Menu

Invasão – Vários Alvos – Abkhazyan

Identificamos, em 08/09, publicação pelo grupo Abkhazyan de lista de 10 páginas suscetíveis a exploração de vulnerabilidade de desserialização Java.

A publicação ocorreu no site de compartilhamento de código Ghostbin e apresenta 5 páginas vinculadas a entidades públicas brasileiras vulneráveis: Caixa Econômica (2), Ministério do Planejamento, Secretaria da Fazenda do Rio de Janeiro, Secretaria de Segurança Pública do Estado do Tocantins. Além disso, página da Unimed está entre as indicadas como vulneráveis.

Lista Páginas Vulneráveis – Desserialização Java

Detalhe curioso, uma do Departamento de Recursos Naturais de Porto Rico está na lista de páginas vulneráveis.

Essa divulgação ocorre na sequência de vídeo publicado com prova de conceito de exploração da mesma vulnerabilidade (Invasão – Sefaz/RJ – SNM Anops), o que confere credibilidade para a publicação.

SQLi

Um dos integrantes do Abkhazyan, o hacker SNM Anops, publicou novo vídeo em seu canal do YouTube (SNM Anops) sobre extração de dados por meio da injeção de SQL (SQLi), pelo áudio o objetivo parece ser acadêmico/pesquisa.

SQLi – SQLMap – Itapeva/SP

O vídeo demonstra a utilização da ferramenta SQLMap para extração de dados da página do Município de Itapeva/SP.

Clique aqui para acessar o vídeo no YouTube.

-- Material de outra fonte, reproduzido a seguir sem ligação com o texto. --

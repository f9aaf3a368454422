//! HTTP handlers and the shared response envelope.
//!
//! Success responses wrap their payload as `{ "status": "success", "data":
//! { "data": ... } }`, lists adding a `results` count; errors come from the
//! central error type.

pub mod auth;
pub mod bookings;
pub mod crud;
pub mod reviews;
pub mod tours;
pub mod users;
pub mod views;

use axum::{
    http::StatusCode,
    response::{IntoResponse, Response},
    Json,
};
use serde::Serialize;

#[derive(Debug, Serialize)]
pub struct Payload<T> {
    pub data: T,
}

#[derive(Debug, Serialize)]
pub struct ItemEnvelope<T> {
    pub status: &'static str,
    pub data: Payload<T>,
}

#[derive(Debug, Serialize)]
pub struct ListEnvelope<T> {
    pub status: &'static str,
    pub results: usize,
    pub data: Payload<Vec<T>>,
}

/// 200 with a single payload.
pub fn item<T: Serialize>(value: T) -> Json<ItemEnvelope<T>> {
    Json(ItemEnvelope {
        status: "success",
        data: Payload { data: value },
    })
}

/// 200 with a counted collection payload.
pub fn list<T: Serialize>(values: Vec<T>) -> Json<ListEnvelope<T>> {
    Json(ListEnvelope {
        status: "success",
        results: values.len(),
        data: Payload { data: values },
    })
}

/// 201 with the stored entity.
pub fn created<T: Serialize>(value: T) -> Response {
    (StatusCode::CREATED, item(value)).into_response()
}

/// 204, nothing else.
pub struct NoContent;

impl IntoResponse for NoContent {
    fn into_response(self) -> Response {
        StatusCode::NO_CONTENT.into_response()
    }
}

#[cfg(test)]
mod tests {
    use super::*;

    #[test]
    fn test_item_envelope_shape() {
        let json = serde_json::to_value(&item(serde_json::json!({"name": "x"})).0).unwrap();
        assert_eq!(json["status"], "success");
        assert_eq!(json["data"]["data"]["name"], "x");
    }

    #[test]
    fn test_list_envelope_counts_results() {
        let json = serde_json::to_value(&list(vec![1, 2, 3]).0).unwrap();
        assert_eq!(json["results"], 3);
        assert_eq!(json["data"]["data"], serde_json::json!([1, 2, 3]));
    }
}
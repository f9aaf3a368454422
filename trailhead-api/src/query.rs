//! Query builder: turns the flat query-string map into filter, sort, field
//! selection, and pagination pieces for a collection read.
//!
//! Reserved keys (`page`, `sort`, `limit`, `fields`) control the read; every
//! other key becomes filter criteria. Comparison suffixes in bracket form
//! (`price[gte]=100`) are rewritten into the driver's operator syntax.

use std::collections::HashMap;

use bson::{Bson, Document};
use serde_json::Value;

/// Keys that shape the query rather than filter it.
const RESERVED_KEYS: [&str; 4] = ["page", "sort", "limit", "fields"];

const COMPARISON_OPS: [&str; 4] = ["gte", "gt", "lte", "lt"];

pub const DEFAULT_PAGE: u64 = 1;
pub const DEFAULT_LIMIT: i64 = 100;

/// Raw list-query parameters, straight from the query string.
#[derive(Debug, Clone, Default)]
pub struct ListParams(pub HashMap<String, String>);

impl ListParams {
    pub fn new(params: HashMap<String, String>) -> Self {
        Self(params)
    }

    /// Preset a parameter; used by alias routes that pin limit/sort/fields.
    pub fn set(&mut self, key: &str, value: &str) -> &mut Self {
        self.0.insert(key.to_string(), value.to_string());
        self
    }

    /// Filter criteria with comparison suffixes rewritten.
    ///
    /// `price[gte]=100` becomes `{ "price": { "$gte": 100 } }`; plain keys
    /// pass through as equality matches. Multiple operators on one field
    /// merge into a single comparison document.
    pub fn filter_document(&self) -> Document {
        let mut filter = Document::new();

        for (key, value) in &self.0 {
            if RESERVED_KEYS.contains(&key.as_str()) {
                continue;
            }

            match split_comparison(key) {
                Some((field, op)) => {
                    let operator = format!("${op}");
                    match filter.get_document_mut(field) {
                        Ok(existing) => {
                            existing.insert(operator, parse_value(value));
                        }
                        Err(_) => {
                            let mut comparison = Document::new();
                            comparison.insert(operator, parse_value(value));
                            filter.insert(field, comparison);
                        }
                    }
                }
                None => {
                    filter.insert(key.clone(), parse_value(value));
                }
            }
        }

        filter
    }

    /// Sort specification: comma-separated fields, `-` prefix descending.
    /// Defaults to newest-first by creation time; listing order breaks ties.
    pub fn sort_document(&self) -> Document {
        let spec = self
            .0
            .get("sort")
            .map(String::as_str)
            .filter(|s| !s.trim().is_empty())
            .unwrap_or("-created_at");

        let mut sort = Document::new();
        for field in spec.split(',') {
            let field = field.trim();
            if field.is_empty() {
                continue;
            }
            match field.strip_prefix('-') {
                Some(name) => sort.insert(name, -1),
                None => sort.insert(field, 1),
            };
        }
        sort
    }

    /// Comma-separated allow-list of fields to return, if requested.
    pub fn fields(&self) -> Option<Vec<String>> {
        self.0.get("fields").map(|spec| {
            spec.split(',')
                .map(str::trim)
                .filter(|f| !f.is_empty())
                .map(str::to_string)
                .collect()
        })
    }

    /// `(skip, limit)` from 1-based `page` (default 1) and `limit`
    /// (default 100). Non-numeric values fall back to the defaults.
    pub fn pagination(&self) -> (u64, i64) {
        let page = self
            .0
            .get("page")
            .and_then(|p| p.parse::<u64>().ok())
            .filter(|p| *p >= 1)
            .unwrap_or(DEFAULT_PAGE);
        let limit = self
            .0
            .get("limit")
            .and_then(|l| l.parse::<i64>().ok())
            .filter(|l| *l >= 1)
            .unwrap_or(DEFAULT_LIMIT);

        ((page - 1) * limit as u64, limit)
    }
}

/// `price[gte]` → `("price", "gte")` when the suffix is a known comparison.
fn split_comparison(key: &str) -> Option<(&str, &str)> {
    let open = key.find('[')?;
    let field = &key[..open];
    let op = key.get(open + 1..key.len().checked_sub(1)?)?;
    if key.ends_with(']') && !field.is_empty() && COMPARISON_OPS.contains(&op) {
        Some((field, op))
    } else {
        None
    }
}

/// Values arrive as strings; recover the obvious scalar types so numeric
/// comparisons compare numerically.
fn parse_value(raw: &str) -> Bson {
    if let Ok(n) = raw.parse::<i64>() {
        return Bson::Int64(n);
    }
    if let Ok(f) = raw.parse::<f64>() {
        return Bson::Double(f);
    }
    match raw {
        "true" => Bson::Boolean(true),
        "false" => Bson::Boolean(false),
        _ => Bson::String(raw.to_string()),
    }
}

/// Response-side field selection: keep only the allowed keys (plus `id`).
pub fn apply_field_selection(value: &mut Value, fields: &[String]) {
    if let Value::Object(map) = value {
        map.retain(|key, _| key == "id" || fields.iter().any(|f| f == key));
    }
}

#[cfg(test)]
mod tests {
    use super::*;
    use bson::doc;

    fn params(pairs: &[(&str, &str)]) -> ListParams {
        ListParams::new(
            pairs
                .iter()
                .map(|(k, v)| (k.to_string(), v.to_string()))
                .collect(),
        )
    }

    #[test]
    fn test_comparison_suffixes_are_rewritten() {
        let filter = params(&[("price[gte]", "100")]).filter_document();
        assert_eq!(filter, doc! { "price": { "$gte": 100_i64 } });

        let filter = params(&[("duration[lt]", "7")]).filter_document();
        assert_eq!(filter, doc! { "duration": { "$lt": 7_i64 } });
    }

    #[test]
    fn test_multiple_operators_on_one_field_merge() {
        let filter = params(&[("price[gte]", "100"), ("price[lte]", "500")]).filter_document();
        let price = filter.get_document("price").unwrap();
        assert_eq!(price.get_i64("$gte").unwrap(), 100);
        assert_eq!(price.get_i64("$lte").unwrap(), 500);
    }

    #[test]
    fn test_non_matching_keys_pass_through_unchanged() {
        let filter = params(&[("difficulty", "easy")]).filter_document();
        assert_eq!(filter, doc! { "difficulty": "easy" });

        // Unknown suffix is not a comparison; the key passes through whole.
        let filter = params(&[("price[near]", "100")]).filter_document();
        assert!(filter.contains_key("price[near]"));
    }

    #[test]
    fn test_reserved_keys_are_excluded_from_filters() {
        let filter = params(&[
            ("page", "2"),
            ("sort", "-price"),
            ("limit", "10"),
            ("fields", "name"),
            ("difficulty", "easy"),
        ])
        .filter_document();
        assert_eq!(filter, doc! { "difficulty": "easy" });
    }

    #[test]
    fn test_value_parsing() {
        let filter = params(&[
            ("duration", "5"),
            ("ratings_average", "4.7"),
            ("secret_tour", "false"),
            ("name", "The Forest Hiker"),
        ])
        .filter_document();
        assert_eq!(filter.get_i64("duration").unwrap(), 5);
        assert_eq!(filter.get_f64("ratings_average").unwrap(), 4.7);
        assert!(!filter.get_bool("secret_tour").unwrap());
        assert_eq!(filter.get_str("name").unwrap(), "The Forest Hiker");
    }

    #[test]
    fn test_sort_parses_direction_and_ties() {
        let sort = params(&[("sort", "-price,ratings_average")]).sort_document();
        let mut entries = sort.iter();
        let (first, dir) = entries.next().unwrap();
        assert_eq!(first, "price");
        assert_eq!(dir.as_i32().unwrap(), -1);
        let (second, dir) = entries.next().unwrap();
        assert_eq!(second, "ratings_average");
        assert_eq!(dir.as_i32().unwrap(), 1);
    }

    #[test]
    fn test_default_sort_is_newest_first() {
        let sort = params(&[]).sort_document();
        assert_eq!(sort, doc! { "created_at": -1 });
    }

    #[test]
    fn test_pagination_skip_math() {
        let (skip, limit) = params(&[("page", "2"), ("limit", "10")]).pagination();
        assert_eq!(skip, 10);
        assert_eq!(limit, 10);

        let (skip, limit) = params(&[("page", "3"), ("limit", "25")]).pagination();
        assert_eq!(skip, 50);
        assert_eq!(limit, 25);
    }

    #[test]
    fn test_pagination_defaults() {
        let (skip, limit) = params(&[]).pagination();
        assert_eq!(skip, 0);
        assert_eq!(limit, DEFAULT_LIMIT);

        // Garbage and zero fall back to defaults.
        let (skip, limit) = params(&[("page", "zero"), ("limit", "0")]).pagination();
        assert_eq!(skip, 0);
        assert_eq!(limit, DEFAULT_LIMIT);
    }

    #[test]
    fn test_fields_parsing() {
        let fields = params(&[("fields", "name,price, ratings_average")])
            .fields()
            .unwrap();
        assert_eq!(fields, vec!["name", "price", "ratings_average"]);
        assert!(params(&[]).fields().is_none());
    }

    #[test]
    fn test_field_selection_keeps_id_and_allowed_keys() {
        let mut value = serde_json::json!({
            "id": "abc",
            "name": "The Forest Hiker",
            "price": 397.0,
            "summary": "hidden"
        });
        apply_field_selection(&mut value, &["name".into(), "price".into()]);
        let map = value.as_object().unwrap();
        assert_eq!(map.len(), 3);
        assert!(map.contains_key("id"));
        assert!(map.contains_key("name"));
        assert!(!map.contains_key("summary"));
    }

    #[test]
    fn test_alias_presets_override() {
        let mut p = params(&[("limit", "50")]);
        p.set("limit", "5").set("sort", "-ratings_average,price");
        let (_, limit) = p.pagination();
        assert_eq!(limit, 5);
        assert_eq!(p.sort_document().get_i32("ratings_average").unwrap(), -1);
    }
}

O Lab não realizou a exploração da vulnerabilidade exibida pelo vídeo, nem mesmo como prova de conceito.

Observação

Há histórico de vazamentos de dadossobre o domínio www.educacao.itapeva.sp.gov.br com conteúdo similar ao apresentado no vazamento supramencionado:

  • pastebin.com/YeuLZHnF – já removido (autoria: YmmurcBan) – 2018-03-23,
  • Em janeiro de 2018 uma publicação no Pastebin indicou os resultados de ferramenta de varredura:
Vazamento – Itapeva/SP
  • Em dezembro de 2017, segunda publicação no Pastebin, dessa vez o hacker SperowPT, vinculado ao grupo indonésio RebellionGhost. Nesse vazamento duas senhas foram publicadas em texto claro.
Vazamento – Itapeva/SP
  • Por fim, em novembro de 2016, terceira publicação no Pastebin pelo hacker Vplaza. Nesse vazamento as mesmas duas senhas foram publicadas em texto claro.
Vazamento – Itapeva/SP

Esse histórico sugere que esse ativo computacional foi/está comprometido há muito tempo e pode estar sendo utilizado pelo atacante para outras atividades maliciosas, como repositório de artefatos e proxy, por exemplo.